La dottoressa Antonella Berti Taini è la psicologa responsabile del dipartimento delle Dipendenze dell'Ulss 20 e si occupa del centro diurno di via Pacinotti. «L'unica cosa che accumuna i ragazzi che ho in cura è la fragilità». Prima c'era il tossico, quello duro e crudo che si faceva di eroina e arrivava alla disintossicazione per il rotto della cuffia, consumato da anni di abuso. Ora ci sono i giovani. Anzi i giovanissimi dai 15 ai 19 anni. Sui mille e cinquecento tossicodipendenti in cura nel 2007 al dipartimento delle Dipendenze dell'Ulss 20, centoquarantadue sono minorenni. E la tendenza dell'anno scorso è identica. Sette-otto anni fa non superavano la decina.
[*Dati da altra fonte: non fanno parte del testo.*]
//! Redactions: request and response fields a workspace masks in its logs.

use chrono::{DateTime, Utc};
use serde::{Deserialize, Serialize};

use super::{workspace_path, ListParams, Page};
use crate::clients::RestClient;
use crate::rest::errors::{require, require_opt, require_some};
use crate::rest::{encode_query, resource, ApiError, ValidationError};

const COLLECTION: &str = "redactions";

/// Where the redacted field is found.
#[derive(Debug, Clone, Copy, PartialEq, Eq, Serialize, Deserialize)]
#[serde(rename_all = "snake_case")]
pub enum RedactionType {
    RequestParameter,
    RequestHeader,
    ResponseHeader,
}

/// A redaction.
#[derive(Debug, Clone, Default, PartialEq, Eq, Deserialize)]
pub struct Redaction {
    #[serde(default)]
    pub id: Option<String>,
    #[serde(default)]
    pub field: Option<String>,
    #[serde(default, rename = "type")]
    pub redaction_type: Option<RedactionType>,
    #[serde(default)]
    pub created_at: Option<DateTime<Utc>>,
}

/// Input of [`Redaction::create`].
#[derive(Debug, Clone, Default, PartialEq, Eq, Serialize)]
pub struct CreateRedactionInput {
    #[serde(skip)]
    pub workspace_id: String,
    #[serde(skip_serializing_if = "Option::is_none")]
    pub field: Option<String>,
    #[serde(rename = "type", skip_serializing_if = "Option::is_none")]
    pub redaction_type: Option<RedactionType>,
}

impl CreateRedactionInput {
    /// Checks workspace id, field, then type.
    ///
    /// # Errors
    ///
    /// Returns the first missing field as a [`ValidationError`].
    pub fn validate(&self) -> Result<(), ValidationError> {
        require(&self.workspace_id, ValidationError::MissingWorkspaceId)?;
        require_opt(self.field.as_deref(), ValidationError::MissingField)?;
        require_some(self.redaction_type.as_ref(), ValidationError::MissingType)
    }
}

/// Input of [`Redaction::get`].
#[derive(Debug, Clone, Default, PartialEq, Eq)]
pub struct GetRedactionInput {
    pub workspace_id: String,
    pub redaction_id: String,
}

/// Input of [`Redaction::list`].
#[derive(Debug, Clone, Default, PartialEq, Eq)]
pub struct ListRedactionsInput {
    pub workspace_id: String,
    pub params: ListParams,
}

/// Input of [`Redaction::update`].
#[derive(Debug, Clone, Default, PartialEq, Eq, Serialize)]
pub struct UpdateRedactionInput {
    #[serde(skip)]
    pub workspace_id: String,
    #[serde(skip)]
    pub redaction_id: String,
    #[serde(skip_serializing_if = "Option::is_none")]
    pub field: Option<String>,
    #[serde(rename = "type", skip_serializing_if = "Option::is_none")]
    pub redaction_type: Option<RedactionType>,
}

/// Input of [`Redaction::delete`].
#[derive(Debug, Clone, Default, PartialEq, Eq)]
pub struct DeleteRedactionInput {
    pub workspace_id: String,
    pub redaction_id: String,
}

fn redaction_path(workspace_id: &str, redaction_id: &str) -> Result<String, ValidationError> {
    let path = workspace_path(workspace_id, COLLECTION, Some(redaction_id))?;
    require(redaction_id, ValidationError::MissingRedactionId)?;
    Ok(path)
}

impl Redaction {
    /// Creates a redaction.
    ///
    /// # Errors
    ///
    /// Returns [`ApiError::Validation`] for a missing workspace id, field or
    /// type, otherwise any error of the round trip.
    pub async fn create(
        client: &RestClient,
        input: &CreateRedactionInput,
    ) -> Result<Self, ApiError> {
        input.validate()?;
        let path = workspace_path(&input.workspace_id, COLLECTION, None)?;
        resource::post(client, &path, input).await
    }

    /// Fetches a redaction.
    ///
    /// # Errors
    ///
    /// Returns [`ApiError::Validation`] for a missing workspace or redaction
    /// id, otherwise any error of the round trip.
    pub async fn get(client: &RestClient, input: &GetRedactionInput) -> Result<Self, ApiError> {
        let path = redaction_path(&input.workspace_id, &input.redaction_id)?;
        resource::get(client, &path, None).await
    }

    /// Lists one page of redactions.
    ///
    /// # Errors
    ///
    /// Returns [`ApiError::Validation`] for a missing workspace id, otherwise
    /// any error of the round trip.
    pub async fn list(
        client: &RestClient,
        input: &ListRedactionsInput,
    ) -> Result<Page<Self>, ApiError> {
        let path = workspace_path(&input.workspace_id, COLLECTION, None)?;
        let query = encode_query(&input.params)?;
        resource::get(client, &path, Some(query)).await
    }

    /// Updates a redaction.
    ///
    /// # Errors
    ///
    /// Same as [`Redaction::get`].
    pub async fn update(
        client: &RestClient,
        input: &UpdateRedactionInput,
    ) -> Result<Self, ApiError> {
        let path = redaction_path(&input.workspace_id, &input.redaction_id)?;
        resource::patch(client, &path, input).await
    }

    /// Deletes a redaction.
    ///
    /// # Errors
    ///
    /// Same as [`Redaction::get`]; any status but 204 is an error.
    pub async fn delete(
        client: &RestClient,
        input: &DeleteRedactionInput,
    ) -> Result<(), ApiError> {
        let path = redaction_path(&input.workspace_id, &input.redaction_id)?;
        resource::delete(client, &path).await
    }
}

#[cfg(test)]
mod tests {
    use super::*;

    #[test]
    fn test_create_redaction_validation_order() {
        let mut input = CreateRedactionInput::default();
        assert_eq!(input.validate(), Err(ValidationError::MissingWorkspaceId));

        input.workspace_id = "ws1".to_string();
        assert_eq!(input.validate(), Err(ValidationError::MissingField));

        input.field = Some("password".to_string());
        assert_eq!(input.validate(), Err(ValidationError::MissingType));

        input.redaction_type = Some(RedactionType::RequestParameter);
        assert!(input.validate().is_ok());
    }

    #[test]
    fn test_create_redaction_body() {
        let input = CreateRedactionInput {
            workspace_id: "ws1".to_string(),
            field: Some("authorization".to_string()),
            redaction_type: Some(RedactionType::RequestHeader),
        };
        assert_eq!(
            serde_json::to_value(&input).unwrap(),
            serde_json::json!({"field": "authorization", "type": "request_header"})
        );
    }

    #[test]
    fn test_redaction_path() {
        assert_eq!(
            redaction_path("ws1", "rd1").unwrap(),
            "/ngwaf/v1/workspaces/ws1/redactions/rd1"
        );
        assert_eq!(
            redaction_path("ws1", ""),
            Err(ValidationError::MissingRedactionId)
        );
    }
}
Per il dottor Maurizio Gomma, referente del dipartimento delle Dipendenze dell'Ulss 20, questo significa un crescendo lento nell'uso delle sostanze che creano dipendenza, ma allo stesso un aumento dei controlli dentro e fuori la famiglia. «I ragazzi arrivano da noi in conseguenza di eventi giudiziari o perché sono stati scoperti dalla famiglia. In minima parte perché si rendono conto di avere a che fare con un problema». Ed esclusivamente per casi di droga. «L'alcol- aggiunge Gomma- non è proibito, è più facile da trovare e socialmente è più tollerato, anche dalle famiglie». Come a dire, sulle sbronze si passa sopra. «Sulle droghe, invece, c'è più consapevolezza».
Il 10-12 per cento sono cocainomani, in minima parte eroinomani, il resto fa uso di erba. «C'è ancora la convinzione diffusa che la cannabis non sia una droga», sottolinea il direttore, «ma è una droga come tutte le altre: crea dipendenza e danni cerebrali irreparabili». Va detto che quella che circola oggi, non è la stessa di quarant'anni fa che aveva un principio attivo non superiore all'8 per cento. Oggi trovare una concentrazione che arriva al 20 per cento è la normalità. «Colpa delle piante geneticamente modificate».
Allo stesso tempo è cambiato l'impiego dell'eroina: non più in vena ma inalata, sul modello dei paesi arabi. «È una moda diffusa tra gli adolescenti- dice il dottor Gomma- sono convinti che così faccia meno male. Ma raggiunge un'efficacia dell'80 per cento (in vena è del 100 per cento)». Negli ultimi due anni sono cambiati i pazienti e di conseguenza devono cambiare le modalità di presa in cura. E la presa in carico di adolescenti che fanno uso di sostanze è stata al centro del seminario promosso dal dipartimento dell'Ulss 20 e molto seguito dagli operatori del settore che ieri mattina ha visto anche l'intervento dell'assessore regionale alle Politiche sociali, Stefano Valdegamberi.
«Essendo aumentato il numero dei minorenni», spiega la psicologa, «nei casi entra in gioco un altro soggetto fondamentale: la famiglia». Ma la famiglia in generale. I ragazzi del centro hanno alle spalle genitori diversissimi: chi li ha separati, chi professionisti, chi extracomunitari e chi una coppia affiatata. «Il problema è la comunicazione», aggiunge. «Sembra che qualcosa si sia interrotto: parlano due lingue diverse e non si capiscono». Al centro si curano i ragazzi come Chiara, ma spesso il lavoro più duro si fa in famiglia. «I genitori si impegnano», dice la dottoressa Taini, «ma non sanno cosa fare. Sono attoniti dinnanzi ai problemi dei figli, non sanno come prenderli». Intanto Chiara, dopo la scuola, ha il suo appuntamento fisso. Fino a sera ci sono gli assistenti sociali e gli operatori che le stanno vicino. A casa, poi, se la deve vedere da sola. Con mamma e papà.